Pete arrived like a knight in shining armor, though admittedly into a tremulous time of life. It hurts to admit that home life was far less than perfect, and I prayed many nights for something to change. And if there is a God, I believe my prayers were answered the moment I met Pete. I was bewildered that someone like him could love someone like me, with all of my health troubles, I was sure it was all too much for him. Hell, it was even too much for me. But he stayed, unchangeably, and loved me for all the parts I deemed unworthy. For the first time in a very long time, I felt safe. I no longer had to worry what the next day would be like. Eventually I moved in, and life began to settle like the calm ocean, with its occasional waves of course, but it was peaceful. I used to believe that if something felt too good to be true, it usually was, but all my silly worries were washed away the met him.

Life finally began to shift for the better. I had finally finished studying. I spent more time in our little art deco apartment located just outside the city. I began obsessively working on my website, writing late into the night until Pete's warm hands would pull me back to bed. I rarely slept. I was always buzzing with inspiration and wanted to see - to photograph - more. Soon, we began travelling together throughout Europe (from the city of Paris, to the French Riviera in Nice, to the heart of Berlin). Travel changed us. Somehow, becoming lost in foreign cities seemed to help us find each other in the most inexplicable ways. We weren't just lovers anymore, we became inseparable best friends

A photo from the first day we arrived at the hotel we stayed in (Paris). 

A photo from the first day we arrived at the hotel we stayed in (Paris). 

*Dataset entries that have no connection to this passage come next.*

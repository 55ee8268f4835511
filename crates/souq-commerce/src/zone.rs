//! Shipping zones.
//!
//! A zone is the partition key for vendor shipping rates. The storefront ships
//! within Egypt, so the built-in catalog lists the 27 governorates; any other
//! non-empty code is still accepted as a zone.

use std::fmt;
use std::str::FromStr;

use serde::{Deserialize, Serialize};

use crate::error::CommerceError;

/// A normalized shipping zone code (trimmed, lower-case).
#[derive(Debug, Clone, PartialEq, Eq, PartialOrd, Ord, Hash, Serialize, Deserialize)]
#[serde(try_from = "String", into = "String")]
pub struct Zone(String);

impl Zone {
    /// Create a zone from a raw code.
    pub fn new(code: impl AsRef<str>) -> Result<Self, CommerceError> {
        let normalized = code.as_ref().trim().to_lowercase();
        if normalized.is_empty() {
            return Err(CommerceError::InvalidZone(code.as_ref().to_string()));
        }
        Ok(Self(normalized))
    }

    /// The zone code.
    pub fn as_str(&self) -> &str {
        &self.0
    }

    /// Catalog entry, if this is a known governorate.
    pub fn governorate(&self) -> Option<&'static Governorate> {
        governorate(&self.0)
    }

    /// Arabic display label, falling back to the code.
    pub fn label(&self) -> &str {
        self.governorate().map(|g| g.label).unwrap_or(&self.0)
    }

    /// English display label, falling back to the code.
    pub fn label_en(&self) -> &str {
        self.governorate().map(|g| g.label_en).unwrap_or(&self.0)
    }
}

impl fmt::Display for Zone {
    fn fmt(&self, f: &mut fmt::Formatter<'_>) -> fmt::Result {
        write!(f, "{}", self.0)
    }
}

impl FromStr for Zone {
    type Err = CommerceError;

    fn from_str(s: &str) -> Result<Self, Self::Err> {
        Zone::new(s)
    }
}

impl TryFrom<String> for Zone {
    type Error = CommerceError;

    fn try_from(value: String) -> Result<Self, Self::Error> {
        Zone::new(value)
    }
}

impl From<Zone> for String {
    fn from(zone: Zone) -> Self {
        zone.0
    }
}

/// A governorate in the shipping catalog.
#[derive(Debug, Clone, Copy, PartialEq, Eq, Serialize)]
pub struct Governorate {
    /// Zone code used in rate tables.
    pub code: &'static str,
    /// Arabic label.
    pub label: &'static str,
    /// English label.
    pub label_en: &'static str,
}

/// The 27 governorates of Egypt.
pub const GOVERNORATES: &[Governorate] = &[
    gov("cairo", "القاهرة", "Cairo"),
    gov("giza", "الجيزة", "Giza"),
    gov("alexandria", "الإسكندرية", "Alexandria"),
    gov("dakahlia", "الدقهلية", "Dakahlia"),
    gov("sharqia", "الشرقية", "Sharqia"),
    gov("qalyubia", "القليوبية", "Qalyubia"),
    gov("monufia", "المنوفية", "Monufia"),
    gov("gharbia", "الغربية", "Gharbia"),
    gov("kafr_el_sheikh", "كفر الشيخ", "Kafr El Sheikh"),
    gov("beheira", "البحيرة", "Beheira"),
    gov("damietta", "دمياط", "Damietta"),
    gov("port_said", "بورسعيد", "Port Said"),
    gov("ismailia", "الإسماعيلية", "Ismailia"),
    gov("suez", "السويس", "Suez"),
    gov("north_sinai", "شمال سيناء", "North Sinai"),
    gov("south_sinai", "جنوب سيناء", "South Sinai"),
    gov("red_sea", "البحر الأحمر", "Red Sea"),
    gov("fayoum", "الفيوم", "Fayoum"),
    gov("beni_suef", "بني سويف", "Beni Suef"),
    gov("minya", "المنيا", "Minya"),
    gov("asyut", "أسيوط", "Asyut"),
    gov("sohag", "سوهاج", "Sohag"),
    gov("qena", "قنا", "Qena"),
    gov("luxor", "الأقصر", "Luxor"),
    gov("aswan", "أسوان", "Aswan"),
    gov("new_valley", "الوادي الجديد", "New Valley"),
    gov("matrouh", "مطروح", "Matrouh"),
];

const fn gov(code: &'static str, label: &'static str, label_en: &'static str) -> Governorate {
    Governorate {
        code,
        label,
        label_en,
    }
}

/// Look up a governorate by zone code.
pub fn governorate(code: &str) -> Option<&'static Governorate> {
    GOVERNORATES.iter().find(|g| g.code == code)
}

#[cfg(test)]
mod tests {
    use super::*;

    #[test]
    fn test_zone_normalizes_code() {
        let zone = Zone::new("  Cairo ").unwrap();
        assert_eq!(zone.as_str(), "cairo");
    }

    #[test]
    fn test_empty_zone_rejected() {
        assert!(matches!(Zone::new("   "), Err(CommerceError::InvalidZone(_))));
    }

    #[test]
    fn test_labels() {
        let zone = Zone::new("port_said").unwrap();
        assert_eq!(zone.label_en(), "Port Said");
        assert_eq!(zone.label(), "بورسعيد");

        let unknown = Zone::new("riyadh").unwrap();
        assert!(unknown.governorate().is_none());
        assert_eq!(unknown.label(), "riyadh");
    }

    #[test]
    fn test_catalog_size_and_unique_codes() {
        assert_eq!(GOVERNORATES.len(), 27);
        let mut codes: Vec<&str> = GOVERNORATES.iter().map(|g| g.code).collect();
        codes.sort_unstable();
        codes.dedup();
        assert_eq!(codes.len(), 27);
    }

    #[test]
    fn test_zone_deserialize_validates() {
        let zone: Zone = serde_json::from_str("\"GIZA\"").unwrap();
        assert_eq!(zone.as_str(), "giza");
        assert!(serde_json::from_str::<Zone>("\"\"").is_err());
    }
}
//! Cart files.
//!
//! A JSON array of lines with unit prices in major currency units:
//!
//! ```json
//! [{ "product_id": "p-1", "vendor_id": "V1", "quantity": 2, "unit_price": 49.5 }]
//! ```

use serde::Deserialize;
use souq_commerce::cart::CartLineItem;
use souq_commerce::{Currency, Money, ProductId, VendorId};

use crate::fixture::FixtureError;

#[derive(Debug, Deserialize)]
struct CartRecord {
    product_id: String,
    #[serde(default)]
    vendor_id: Option<String>,
    #[serde(default)]
    is_free_shipping: bool,
    quantity: i64,
    unit_price: f64,
}

/// Parse a JSON cart into validated line items.
pub fn parse_cart_json(
    content: &str,
    currency: Currency,
) -> Result<Vec<CartLineItem>, FixtureError> {
    let records: Vec<CartRecord> = serde_json::from_str(content)?;
    records
        .into_iter()
        .map(|record| {
            let item = CartLineItem {
                product_id: ProductId::new(record.product_id),
                vendor_id: VendorId::parse_optional(record.vendor_id.as_deref()),
                is_free_shipping: record.is_free_shipping,
                quantity: record.quantity,
                unit_price: Money::from_decimal(record.unit_price, currency),
            };
            item.validate()?;
            Ok(item)
        })
        .collect()
}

When we arrived back to reality, our little apartment, we decided we were ready to start our own photography business together, Two Little Wrens Photography. Like all beautiful beginnings, it came at the perfect time for us both. Pete had quit his job. At this time, I was working as a Kindergarten teacher, and though I absolutely adored the children,  it wasn't what I thought it would be.

Quitting a job shouldn't be a big deal, but it was to me. This was my career as a teacher that I was ending, and it had only just begun. In a way, I grieved a little but I listened to the wise voice that gently reminded me of a Dr. Seuss quote, "Don't cry because it's over, smile because it happened." I picked myself up, dusted myself off, and carried on with life again. My career had not been a waste, I learned more about the kind of person I wanted to be, what my soul truly desired, I knew I had to trust this timing in my life. 

So, you've made it inevitably to the most important chapter of my life. And if you've read this far then here's a big high five - I didn't intend for this to be so long! 

I can now happily say I have arrived back to my true self. My identity. What truly makes my heart and soul glow with happiness. It's always been photography. My camera has been firmly in my hands with every change of season, the challenges, the highlights of my life. The viewfinder gives me a fresh set of eyes, looking at the world with such love and passion. My heart chases different things now. I have photographed my own life, my own story, and now I'm ready to photograph other people's stories. Weddings. Engagements. Anything that involves love.

Now life is back to it's familiar chaos; organising photoshoots, travelling to beautiful forest locations, writing blogs in local cafes, and photographing anything and everything in between. My philosophy is one that is plain and simple - do what you love, and love what you do. I don't drink my chai latte's luke warm, so why should my life be? Chase your dreams, with full force. I am eternally grateful for discovering a life of creativity, without it, it wouldn't have led me to love, to travel, to meeting strangers and making new friends, and to everything good in this world.